§ Assigned task:
Lines of the material that include the string "serving" should be returned.

§ Stored data:
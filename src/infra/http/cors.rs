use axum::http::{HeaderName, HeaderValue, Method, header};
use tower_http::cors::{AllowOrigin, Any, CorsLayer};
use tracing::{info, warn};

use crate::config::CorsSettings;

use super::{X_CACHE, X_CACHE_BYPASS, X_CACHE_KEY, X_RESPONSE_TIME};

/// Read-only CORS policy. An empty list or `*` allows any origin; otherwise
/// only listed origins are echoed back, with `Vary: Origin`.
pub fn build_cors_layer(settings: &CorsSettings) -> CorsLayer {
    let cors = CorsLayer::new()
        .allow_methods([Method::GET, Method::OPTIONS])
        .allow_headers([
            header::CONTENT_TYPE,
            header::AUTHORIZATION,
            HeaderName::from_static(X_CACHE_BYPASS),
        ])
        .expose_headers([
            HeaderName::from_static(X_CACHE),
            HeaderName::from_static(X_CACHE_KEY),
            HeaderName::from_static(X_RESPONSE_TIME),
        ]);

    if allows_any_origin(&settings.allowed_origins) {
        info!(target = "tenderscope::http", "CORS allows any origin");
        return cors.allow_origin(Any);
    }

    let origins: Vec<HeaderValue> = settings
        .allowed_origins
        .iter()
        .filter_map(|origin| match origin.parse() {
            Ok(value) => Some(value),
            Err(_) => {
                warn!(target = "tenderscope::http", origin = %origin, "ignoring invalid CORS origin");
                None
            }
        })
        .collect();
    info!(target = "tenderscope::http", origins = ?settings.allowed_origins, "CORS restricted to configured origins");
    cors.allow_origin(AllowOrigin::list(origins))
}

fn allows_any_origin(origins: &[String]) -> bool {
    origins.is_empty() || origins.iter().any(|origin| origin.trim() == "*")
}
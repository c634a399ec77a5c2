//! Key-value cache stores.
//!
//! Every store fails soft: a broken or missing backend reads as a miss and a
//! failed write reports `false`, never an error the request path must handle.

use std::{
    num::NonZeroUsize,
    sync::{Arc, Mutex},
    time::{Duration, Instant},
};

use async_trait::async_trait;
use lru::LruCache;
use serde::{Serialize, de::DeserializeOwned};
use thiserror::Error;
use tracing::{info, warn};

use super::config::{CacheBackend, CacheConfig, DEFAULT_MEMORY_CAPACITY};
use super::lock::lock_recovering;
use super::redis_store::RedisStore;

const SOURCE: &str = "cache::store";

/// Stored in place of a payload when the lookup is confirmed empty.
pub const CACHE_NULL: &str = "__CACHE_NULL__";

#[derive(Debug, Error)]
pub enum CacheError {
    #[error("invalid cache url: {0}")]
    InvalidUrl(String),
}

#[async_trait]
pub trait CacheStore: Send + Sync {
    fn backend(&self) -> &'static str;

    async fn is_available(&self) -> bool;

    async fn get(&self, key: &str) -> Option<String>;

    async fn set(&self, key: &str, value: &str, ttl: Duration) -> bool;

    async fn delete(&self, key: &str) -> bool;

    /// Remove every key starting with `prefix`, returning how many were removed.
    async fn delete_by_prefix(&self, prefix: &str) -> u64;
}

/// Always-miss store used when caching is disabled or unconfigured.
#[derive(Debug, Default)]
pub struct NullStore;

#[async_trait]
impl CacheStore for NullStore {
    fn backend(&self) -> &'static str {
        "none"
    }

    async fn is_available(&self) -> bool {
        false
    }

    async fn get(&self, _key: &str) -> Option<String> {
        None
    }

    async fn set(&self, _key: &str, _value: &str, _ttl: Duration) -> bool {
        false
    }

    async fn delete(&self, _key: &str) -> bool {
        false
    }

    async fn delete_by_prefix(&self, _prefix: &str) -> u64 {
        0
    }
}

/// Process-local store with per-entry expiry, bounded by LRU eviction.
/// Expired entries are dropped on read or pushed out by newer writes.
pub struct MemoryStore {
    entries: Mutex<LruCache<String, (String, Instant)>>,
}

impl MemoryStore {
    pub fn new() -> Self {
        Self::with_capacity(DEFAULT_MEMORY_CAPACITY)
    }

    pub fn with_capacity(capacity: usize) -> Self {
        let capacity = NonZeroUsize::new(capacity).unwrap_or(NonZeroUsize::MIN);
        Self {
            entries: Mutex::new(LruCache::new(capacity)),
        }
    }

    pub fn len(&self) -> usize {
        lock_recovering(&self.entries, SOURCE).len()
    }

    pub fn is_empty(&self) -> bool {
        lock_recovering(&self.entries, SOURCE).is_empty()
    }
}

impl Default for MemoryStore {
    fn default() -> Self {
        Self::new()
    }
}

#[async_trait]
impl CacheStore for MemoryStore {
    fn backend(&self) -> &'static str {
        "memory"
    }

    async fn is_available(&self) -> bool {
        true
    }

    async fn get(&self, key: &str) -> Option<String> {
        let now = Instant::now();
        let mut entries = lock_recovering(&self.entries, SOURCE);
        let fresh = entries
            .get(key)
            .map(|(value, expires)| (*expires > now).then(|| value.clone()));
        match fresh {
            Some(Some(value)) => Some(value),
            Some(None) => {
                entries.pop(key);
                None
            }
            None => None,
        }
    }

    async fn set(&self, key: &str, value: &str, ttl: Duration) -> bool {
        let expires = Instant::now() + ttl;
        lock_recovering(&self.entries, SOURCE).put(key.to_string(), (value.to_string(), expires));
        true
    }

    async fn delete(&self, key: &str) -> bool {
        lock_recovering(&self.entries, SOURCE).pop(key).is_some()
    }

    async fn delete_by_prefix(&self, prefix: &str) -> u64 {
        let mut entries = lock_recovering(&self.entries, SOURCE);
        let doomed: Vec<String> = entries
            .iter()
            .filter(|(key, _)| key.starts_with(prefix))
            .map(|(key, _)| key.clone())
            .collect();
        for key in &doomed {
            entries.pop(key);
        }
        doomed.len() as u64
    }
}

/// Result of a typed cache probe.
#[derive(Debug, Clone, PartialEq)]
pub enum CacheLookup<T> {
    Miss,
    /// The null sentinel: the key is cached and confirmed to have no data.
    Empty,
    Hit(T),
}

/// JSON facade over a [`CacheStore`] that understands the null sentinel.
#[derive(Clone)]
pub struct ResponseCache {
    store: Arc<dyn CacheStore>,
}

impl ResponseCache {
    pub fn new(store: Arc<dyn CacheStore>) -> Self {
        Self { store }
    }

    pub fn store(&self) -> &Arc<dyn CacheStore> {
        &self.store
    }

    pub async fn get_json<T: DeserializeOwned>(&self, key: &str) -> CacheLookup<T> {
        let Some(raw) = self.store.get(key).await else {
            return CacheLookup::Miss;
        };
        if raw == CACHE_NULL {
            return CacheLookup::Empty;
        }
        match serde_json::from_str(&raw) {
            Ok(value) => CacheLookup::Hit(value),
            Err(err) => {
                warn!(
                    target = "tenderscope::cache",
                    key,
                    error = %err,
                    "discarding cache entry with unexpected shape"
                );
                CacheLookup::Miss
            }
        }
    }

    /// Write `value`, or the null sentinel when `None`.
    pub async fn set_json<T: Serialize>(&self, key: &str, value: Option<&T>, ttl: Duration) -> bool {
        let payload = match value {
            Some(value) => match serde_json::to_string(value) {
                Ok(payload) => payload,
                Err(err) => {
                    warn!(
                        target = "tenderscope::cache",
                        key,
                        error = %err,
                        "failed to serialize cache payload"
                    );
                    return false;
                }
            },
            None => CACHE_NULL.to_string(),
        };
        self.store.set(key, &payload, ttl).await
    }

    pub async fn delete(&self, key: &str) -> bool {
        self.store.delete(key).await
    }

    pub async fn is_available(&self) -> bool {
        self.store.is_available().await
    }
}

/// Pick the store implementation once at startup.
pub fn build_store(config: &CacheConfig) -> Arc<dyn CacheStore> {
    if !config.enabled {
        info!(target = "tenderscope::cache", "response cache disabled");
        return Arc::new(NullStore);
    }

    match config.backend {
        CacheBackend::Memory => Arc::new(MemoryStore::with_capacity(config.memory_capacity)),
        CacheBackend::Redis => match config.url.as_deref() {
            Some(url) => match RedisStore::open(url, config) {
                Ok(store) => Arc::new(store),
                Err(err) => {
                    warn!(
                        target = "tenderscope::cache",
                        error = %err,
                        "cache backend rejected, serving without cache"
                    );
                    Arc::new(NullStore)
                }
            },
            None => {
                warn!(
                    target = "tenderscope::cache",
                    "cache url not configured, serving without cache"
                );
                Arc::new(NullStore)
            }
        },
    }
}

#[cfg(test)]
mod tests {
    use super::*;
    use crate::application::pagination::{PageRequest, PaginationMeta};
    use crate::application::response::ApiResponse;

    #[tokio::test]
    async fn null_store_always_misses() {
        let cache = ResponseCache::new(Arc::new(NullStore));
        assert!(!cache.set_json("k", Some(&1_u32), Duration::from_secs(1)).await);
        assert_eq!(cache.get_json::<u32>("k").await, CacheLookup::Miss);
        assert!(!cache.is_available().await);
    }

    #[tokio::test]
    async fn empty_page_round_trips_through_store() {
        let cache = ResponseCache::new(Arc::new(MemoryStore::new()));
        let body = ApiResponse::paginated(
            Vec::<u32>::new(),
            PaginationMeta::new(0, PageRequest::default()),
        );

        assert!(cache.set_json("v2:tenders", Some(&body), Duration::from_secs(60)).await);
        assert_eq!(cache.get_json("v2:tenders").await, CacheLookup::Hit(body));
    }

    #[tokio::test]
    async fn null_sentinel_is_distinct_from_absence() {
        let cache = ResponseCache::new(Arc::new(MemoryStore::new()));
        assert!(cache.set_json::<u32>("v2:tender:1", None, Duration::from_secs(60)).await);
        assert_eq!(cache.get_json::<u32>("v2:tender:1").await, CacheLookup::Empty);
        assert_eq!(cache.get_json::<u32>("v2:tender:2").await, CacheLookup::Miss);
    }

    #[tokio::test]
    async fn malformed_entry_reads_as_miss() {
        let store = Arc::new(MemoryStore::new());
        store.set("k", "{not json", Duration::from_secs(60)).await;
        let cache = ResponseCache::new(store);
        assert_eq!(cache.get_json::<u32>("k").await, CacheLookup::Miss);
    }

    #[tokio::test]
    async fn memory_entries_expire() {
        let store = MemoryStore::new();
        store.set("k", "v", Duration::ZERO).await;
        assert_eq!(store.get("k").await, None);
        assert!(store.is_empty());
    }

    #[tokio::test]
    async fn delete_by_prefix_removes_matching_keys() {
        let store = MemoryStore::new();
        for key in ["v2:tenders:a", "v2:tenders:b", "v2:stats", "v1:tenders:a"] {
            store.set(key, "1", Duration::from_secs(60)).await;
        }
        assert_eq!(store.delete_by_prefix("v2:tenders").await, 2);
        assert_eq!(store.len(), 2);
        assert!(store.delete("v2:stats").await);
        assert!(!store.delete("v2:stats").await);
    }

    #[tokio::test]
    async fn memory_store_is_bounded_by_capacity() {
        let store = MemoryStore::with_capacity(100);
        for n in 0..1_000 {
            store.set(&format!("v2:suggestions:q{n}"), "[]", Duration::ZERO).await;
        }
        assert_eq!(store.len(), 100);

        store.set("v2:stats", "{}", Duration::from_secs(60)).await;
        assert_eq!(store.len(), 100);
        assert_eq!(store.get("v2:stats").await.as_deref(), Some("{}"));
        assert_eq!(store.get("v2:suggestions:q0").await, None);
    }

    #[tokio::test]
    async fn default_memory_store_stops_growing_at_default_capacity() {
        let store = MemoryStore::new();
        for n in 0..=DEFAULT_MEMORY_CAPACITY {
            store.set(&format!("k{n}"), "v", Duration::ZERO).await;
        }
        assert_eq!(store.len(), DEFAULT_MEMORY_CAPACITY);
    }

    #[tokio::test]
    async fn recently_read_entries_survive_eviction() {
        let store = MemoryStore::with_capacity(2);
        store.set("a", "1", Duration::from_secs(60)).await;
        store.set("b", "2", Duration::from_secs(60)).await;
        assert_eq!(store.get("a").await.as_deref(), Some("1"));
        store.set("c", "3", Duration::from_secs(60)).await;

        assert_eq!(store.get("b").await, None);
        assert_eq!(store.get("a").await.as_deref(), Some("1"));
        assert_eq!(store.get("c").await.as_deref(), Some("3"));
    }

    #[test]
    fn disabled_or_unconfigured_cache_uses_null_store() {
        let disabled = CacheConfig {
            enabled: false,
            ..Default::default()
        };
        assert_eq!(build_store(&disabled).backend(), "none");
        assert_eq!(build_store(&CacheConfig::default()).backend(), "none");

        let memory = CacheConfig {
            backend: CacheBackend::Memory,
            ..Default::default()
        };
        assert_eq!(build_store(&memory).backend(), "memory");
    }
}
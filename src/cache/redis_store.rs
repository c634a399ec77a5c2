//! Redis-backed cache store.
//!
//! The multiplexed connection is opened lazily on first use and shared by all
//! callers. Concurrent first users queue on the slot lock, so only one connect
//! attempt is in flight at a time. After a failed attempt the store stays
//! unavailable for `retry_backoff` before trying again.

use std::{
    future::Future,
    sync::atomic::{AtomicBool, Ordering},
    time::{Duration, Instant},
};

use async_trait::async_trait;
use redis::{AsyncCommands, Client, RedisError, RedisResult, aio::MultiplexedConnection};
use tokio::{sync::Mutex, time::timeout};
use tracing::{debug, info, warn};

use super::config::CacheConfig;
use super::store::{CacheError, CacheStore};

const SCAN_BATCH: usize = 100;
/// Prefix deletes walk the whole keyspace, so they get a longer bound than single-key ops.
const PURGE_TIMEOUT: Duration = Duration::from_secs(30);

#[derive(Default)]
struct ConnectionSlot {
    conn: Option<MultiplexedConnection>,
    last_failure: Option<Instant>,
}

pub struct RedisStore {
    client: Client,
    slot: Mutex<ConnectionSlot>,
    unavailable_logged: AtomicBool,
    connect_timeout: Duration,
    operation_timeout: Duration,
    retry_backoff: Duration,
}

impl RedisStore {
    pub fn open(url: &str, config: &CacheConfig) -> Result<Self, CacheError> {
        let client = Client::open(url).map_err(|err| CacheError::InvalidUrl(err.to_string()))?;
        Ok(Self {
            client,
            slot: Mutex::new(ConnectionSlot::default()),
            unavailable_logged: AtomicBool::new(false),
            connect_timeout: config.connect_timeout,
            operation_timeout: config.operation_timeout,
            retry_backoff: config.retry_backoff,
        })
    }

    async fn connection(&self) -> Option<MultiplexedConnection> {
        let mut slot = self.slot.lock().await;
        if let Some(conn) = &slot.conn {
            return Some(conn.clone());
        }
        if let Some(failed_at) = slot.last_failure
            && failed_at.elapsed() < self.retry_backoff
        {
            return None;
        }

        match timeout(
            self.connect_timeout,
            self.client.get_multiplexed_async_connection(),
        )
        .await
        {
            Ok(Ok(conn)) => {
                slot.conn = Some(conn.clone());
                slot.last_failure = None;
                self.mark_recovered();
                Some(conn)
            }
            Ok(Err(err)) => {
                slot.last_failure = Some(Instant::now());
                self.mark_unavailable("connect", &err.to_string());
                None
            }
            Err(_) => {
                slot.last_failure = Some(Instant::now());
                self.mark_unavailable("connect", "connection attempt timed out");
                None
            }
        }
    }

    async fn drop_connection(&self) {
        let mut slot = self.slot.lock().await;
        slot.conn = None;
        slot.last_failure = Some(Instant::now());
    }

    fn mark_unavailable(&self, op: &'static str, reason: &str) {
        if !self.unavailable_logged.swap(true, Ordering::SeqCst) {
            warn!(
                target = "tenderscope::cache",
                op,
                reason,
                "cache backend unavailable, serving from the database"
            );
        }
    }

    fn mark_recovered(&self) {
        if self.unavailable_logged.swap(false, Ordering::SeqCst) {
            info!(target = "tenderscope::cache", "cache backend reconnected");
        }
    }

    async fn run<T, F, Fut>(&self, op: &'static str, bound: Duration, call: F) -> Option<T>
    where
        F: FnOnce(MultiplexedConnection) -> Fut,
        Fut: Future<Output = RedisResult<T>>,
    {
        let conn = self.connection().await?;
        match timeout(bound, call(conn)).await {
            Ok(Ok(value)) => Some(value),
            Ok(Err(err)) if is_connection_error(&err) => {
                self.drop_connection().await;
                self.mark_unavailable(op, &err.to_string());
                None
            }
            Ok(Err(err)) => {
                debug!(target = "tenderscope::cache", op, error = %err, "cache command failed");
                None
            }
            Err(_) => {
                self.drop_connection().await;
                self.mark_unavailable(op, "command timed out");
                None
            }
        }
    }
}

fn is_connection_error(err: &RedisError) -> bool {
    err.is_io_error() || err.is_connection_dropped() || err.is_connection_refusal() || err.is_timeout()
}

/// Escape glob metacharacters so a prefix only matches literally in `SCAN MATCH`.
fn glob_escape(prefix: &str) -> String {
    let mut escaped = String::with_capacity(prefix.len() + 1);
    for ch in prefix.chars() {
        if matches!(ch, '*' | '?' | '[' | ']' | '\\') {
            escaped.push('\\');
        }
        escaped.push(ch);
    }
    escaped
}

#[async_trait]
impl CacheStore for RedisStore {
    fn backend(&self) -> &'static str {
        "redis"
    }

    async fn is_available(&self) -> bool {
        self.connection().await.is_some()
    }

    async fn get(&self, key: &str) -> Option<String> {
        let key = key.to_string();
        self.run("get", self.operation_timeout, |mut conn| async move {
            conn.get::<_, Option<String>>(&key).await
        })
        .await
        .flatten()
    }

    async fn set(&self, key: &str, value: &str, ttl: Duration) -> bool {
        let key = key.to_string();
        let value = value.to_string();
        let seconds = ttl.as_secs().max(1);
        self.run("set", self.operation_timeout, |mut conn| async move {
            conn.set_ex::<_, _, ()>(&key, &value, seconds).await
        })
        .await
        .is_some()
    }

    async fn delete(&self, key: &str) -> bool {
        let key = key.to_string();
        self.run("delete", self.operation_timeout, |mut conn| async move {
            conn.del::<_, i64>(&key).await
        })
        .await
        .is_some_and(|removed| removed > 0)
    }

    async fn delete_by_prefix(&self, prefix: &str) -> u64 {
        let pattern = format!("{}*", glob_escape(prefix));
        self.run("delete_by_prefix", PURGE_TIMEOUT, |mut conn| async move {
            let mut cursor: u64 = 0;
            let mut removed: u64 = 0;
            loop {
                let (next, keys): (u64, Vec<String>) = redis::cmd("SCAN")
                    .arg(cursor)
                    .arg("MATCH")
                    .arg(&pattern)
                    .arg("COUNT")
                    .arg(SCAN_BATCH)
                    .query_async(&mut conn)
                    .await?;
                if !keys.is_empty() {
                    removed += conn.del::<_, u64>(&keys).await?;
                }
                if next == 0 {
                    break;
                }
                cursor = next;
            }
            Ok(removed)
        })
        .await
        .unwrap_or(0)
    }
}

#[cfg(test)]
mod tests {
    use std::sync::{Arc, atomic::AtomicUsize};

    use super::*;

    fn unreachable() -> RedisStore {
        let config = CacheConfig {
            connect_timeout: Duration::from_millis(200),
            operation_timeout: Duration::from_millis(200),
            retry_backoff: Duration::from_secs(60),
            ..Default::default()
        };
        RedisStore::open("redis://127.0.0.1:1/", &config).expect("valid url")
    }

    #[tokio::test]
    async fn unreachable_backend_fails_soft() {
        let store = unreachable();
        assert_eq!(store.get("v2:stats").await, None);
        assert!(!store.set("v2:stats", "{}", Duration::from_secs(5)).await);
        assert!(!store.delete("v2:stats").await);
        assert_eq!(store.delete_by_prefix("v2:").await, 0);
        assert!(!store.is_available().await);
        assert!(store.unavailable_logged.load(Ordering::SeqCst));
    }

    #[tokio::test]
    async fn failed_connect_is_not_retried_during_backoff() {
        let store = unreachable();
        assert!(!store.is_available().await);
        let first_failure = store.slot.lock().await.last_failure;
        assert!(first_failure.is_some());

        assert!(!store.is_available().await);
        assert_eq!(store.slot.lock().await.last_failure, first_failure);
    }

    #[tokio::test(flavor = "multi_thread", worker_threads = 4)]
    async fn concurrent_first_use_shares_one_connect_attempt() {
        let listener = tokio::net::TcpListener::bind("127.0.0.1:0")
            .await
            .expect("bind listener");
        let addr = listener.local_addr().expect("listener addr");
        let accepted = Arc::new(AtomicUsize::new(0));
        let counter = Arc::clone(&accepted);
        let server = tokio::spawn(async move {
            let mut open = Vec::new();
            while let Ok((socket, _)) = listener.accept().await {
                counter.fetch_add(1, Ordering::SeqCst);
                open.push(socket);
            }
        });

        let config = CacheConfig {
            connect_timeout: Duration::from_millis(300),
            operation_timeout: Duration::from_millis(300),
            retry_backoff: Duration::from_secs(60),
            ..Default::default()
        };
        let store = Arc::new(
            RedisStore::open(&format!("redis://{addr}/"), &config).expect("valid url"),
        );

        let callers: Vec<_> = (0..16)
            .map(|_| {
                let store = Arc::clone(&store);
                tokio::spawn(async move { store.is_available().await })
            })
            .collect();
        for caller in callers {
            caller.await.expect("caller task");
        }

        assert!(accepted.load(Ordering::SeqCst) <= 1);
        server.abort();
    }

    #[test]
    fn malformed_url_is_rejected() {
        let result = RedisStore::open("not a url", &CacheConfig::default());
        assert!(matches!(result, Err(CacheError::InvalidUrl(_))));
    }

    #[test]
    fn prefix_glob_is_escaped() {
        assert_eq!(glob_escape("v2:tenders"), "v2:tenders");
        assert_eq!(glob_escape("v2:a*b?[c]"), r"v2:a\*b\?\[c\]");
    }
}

§ Expected answer:
                        "cache backend rejected, serving without cache"
                    "cache url not configured, serving without cache"
                "cache backend unavailable, serving from the database"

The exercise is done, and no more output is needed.